• **TASK INSTRUCTIONS**:
When a line in the data below includes "InventoryClient", pick it out and copy it.

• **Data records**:
━━━━

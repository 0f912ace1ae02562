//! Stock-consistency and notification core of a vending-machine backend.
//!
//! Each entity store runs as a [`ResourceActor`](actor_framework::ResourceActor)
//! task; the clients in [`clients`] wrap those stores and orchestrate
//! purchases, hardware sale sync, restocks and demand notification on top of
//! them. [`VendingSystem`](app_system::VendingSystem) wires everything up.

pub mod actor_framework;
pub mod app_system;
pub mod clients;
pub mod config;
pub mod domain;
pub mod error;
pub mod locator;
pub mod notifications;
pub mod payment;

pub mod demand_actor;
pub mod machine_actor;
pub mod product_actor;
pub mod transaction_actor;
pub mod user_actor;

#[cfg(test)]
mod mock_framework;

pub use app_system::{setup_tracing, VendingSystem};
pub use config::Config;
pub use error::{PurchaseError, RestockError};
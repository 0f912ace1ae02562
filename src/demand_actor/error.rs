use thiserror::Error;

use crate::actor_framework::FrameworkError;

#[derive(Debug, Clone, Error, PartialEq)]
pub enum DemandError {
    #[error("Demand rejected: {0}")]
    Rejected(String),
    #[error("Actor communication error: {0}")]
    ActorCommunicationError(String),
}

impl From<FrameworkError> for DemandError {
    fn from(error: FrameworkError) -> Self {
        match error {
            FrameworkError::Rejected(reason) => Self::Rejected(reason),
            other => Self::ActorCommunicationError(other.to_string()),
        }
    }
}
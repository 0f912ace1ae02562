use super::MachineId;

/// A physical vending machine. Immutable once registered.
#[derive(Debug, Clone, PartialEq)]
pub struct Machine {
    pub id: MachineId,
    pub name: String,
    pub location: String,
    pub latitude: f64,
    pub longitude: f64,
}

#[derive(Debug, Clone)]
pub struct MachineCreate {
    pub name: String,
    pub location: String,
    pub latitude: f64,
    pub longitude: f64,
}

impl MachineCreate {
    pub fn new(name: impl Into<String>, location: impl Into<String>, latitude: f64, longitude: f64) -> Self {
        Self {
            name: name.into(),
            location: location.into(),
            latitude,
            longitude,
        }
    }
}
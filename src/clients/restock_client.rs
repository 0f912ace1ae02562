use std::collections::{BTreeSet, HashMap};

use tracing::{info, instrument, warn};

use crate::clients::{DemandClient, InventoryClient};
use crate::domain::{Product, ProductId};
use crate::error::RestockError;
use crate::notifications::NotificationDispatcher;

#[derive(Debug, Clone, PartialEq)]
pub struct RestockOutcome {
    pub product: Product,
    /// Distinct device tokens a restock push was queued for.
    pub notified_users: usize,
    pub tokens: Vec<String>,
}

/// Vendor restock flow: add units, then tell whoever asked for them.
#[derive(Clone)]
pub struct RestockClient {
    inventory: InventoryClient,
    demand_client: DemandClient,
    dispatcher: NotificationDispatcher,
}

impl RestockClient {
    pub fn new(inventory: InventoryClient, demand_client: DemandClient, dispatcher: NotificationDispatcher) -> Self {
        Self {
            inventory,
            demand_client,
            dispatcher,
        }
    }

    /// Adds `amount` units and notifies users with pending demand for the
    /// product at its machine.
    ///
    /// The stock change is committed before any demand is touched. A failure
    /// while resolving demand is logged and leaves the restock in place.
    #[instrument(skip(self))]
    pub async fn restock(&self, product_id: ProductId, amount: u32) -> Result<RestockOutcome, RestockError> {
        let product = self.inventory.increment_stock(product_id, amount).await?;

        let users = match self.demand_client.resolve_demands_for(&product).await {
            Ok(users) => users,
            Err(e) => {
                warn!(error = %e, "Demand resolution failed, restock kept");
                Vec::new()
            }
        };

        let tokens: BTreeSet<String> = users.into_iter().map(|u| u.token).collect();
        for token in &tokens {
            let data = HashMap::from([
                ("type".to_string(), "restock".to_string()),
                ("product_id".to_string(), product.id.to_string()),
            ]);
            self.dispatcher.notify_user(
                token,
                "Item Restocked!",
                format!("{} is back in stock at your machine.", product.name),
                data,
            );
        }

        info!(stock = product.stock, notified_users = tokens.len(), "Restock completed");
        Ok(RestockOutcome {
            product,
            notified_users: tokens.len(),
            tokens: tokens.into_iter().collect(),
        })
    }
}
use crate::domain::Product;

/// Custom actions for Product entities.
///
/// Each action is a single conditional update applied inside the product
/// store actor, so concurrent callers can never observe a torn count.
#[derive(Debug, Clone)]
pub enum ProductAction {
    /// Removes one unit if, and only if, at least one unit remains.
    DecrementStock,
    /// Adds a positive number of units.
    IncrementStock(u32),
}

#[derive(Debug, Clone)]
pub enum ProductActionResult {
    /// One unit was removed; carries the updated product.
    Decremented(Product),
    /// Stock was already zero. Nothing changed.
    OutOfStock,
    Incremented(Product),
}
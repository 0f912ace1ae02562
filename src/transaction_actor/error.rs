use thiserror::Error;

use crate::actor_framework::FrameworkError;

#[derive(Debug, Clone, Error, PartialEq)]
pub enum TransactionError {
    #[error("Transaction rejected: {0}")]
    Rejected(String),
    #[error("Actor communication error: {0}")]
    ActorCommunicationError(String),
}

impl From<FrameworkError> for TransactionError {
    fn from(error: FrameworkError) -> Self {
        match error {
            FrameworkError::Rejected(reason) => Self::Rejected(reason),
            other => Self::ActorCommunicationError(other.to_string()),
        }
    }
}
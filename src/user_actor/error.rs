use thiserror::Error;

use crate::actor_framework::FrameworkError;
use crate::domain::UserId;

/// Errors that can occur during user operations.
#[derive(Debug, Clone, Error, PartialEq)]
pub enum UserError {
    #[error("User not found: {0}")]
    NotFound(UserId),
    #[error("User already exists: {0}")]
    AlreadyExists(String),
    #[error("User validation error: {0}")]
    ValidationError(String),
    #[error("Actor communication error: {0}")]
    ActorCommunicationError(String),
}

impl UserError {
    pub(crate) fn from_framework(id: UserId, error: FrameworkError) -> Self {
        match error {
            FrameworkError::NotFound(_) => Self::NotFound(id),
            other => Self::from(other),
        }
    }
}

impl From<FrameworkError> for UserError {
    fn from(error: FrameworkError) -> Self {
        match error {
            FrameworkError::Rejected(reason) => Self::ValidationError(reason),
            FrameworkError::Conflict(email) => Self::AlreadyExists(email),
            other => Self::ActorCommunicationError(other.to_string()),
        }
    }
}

━━━━

• **EXERCISE RESPONSE**:
use crate::clients::{DemandClient, InventoryClient};
    inventory: InventoryClient,
    pub fn new(inventory: InventoryClient, demand_client: DemandClient, dispatcher: NotificationDispatcher) -> Self {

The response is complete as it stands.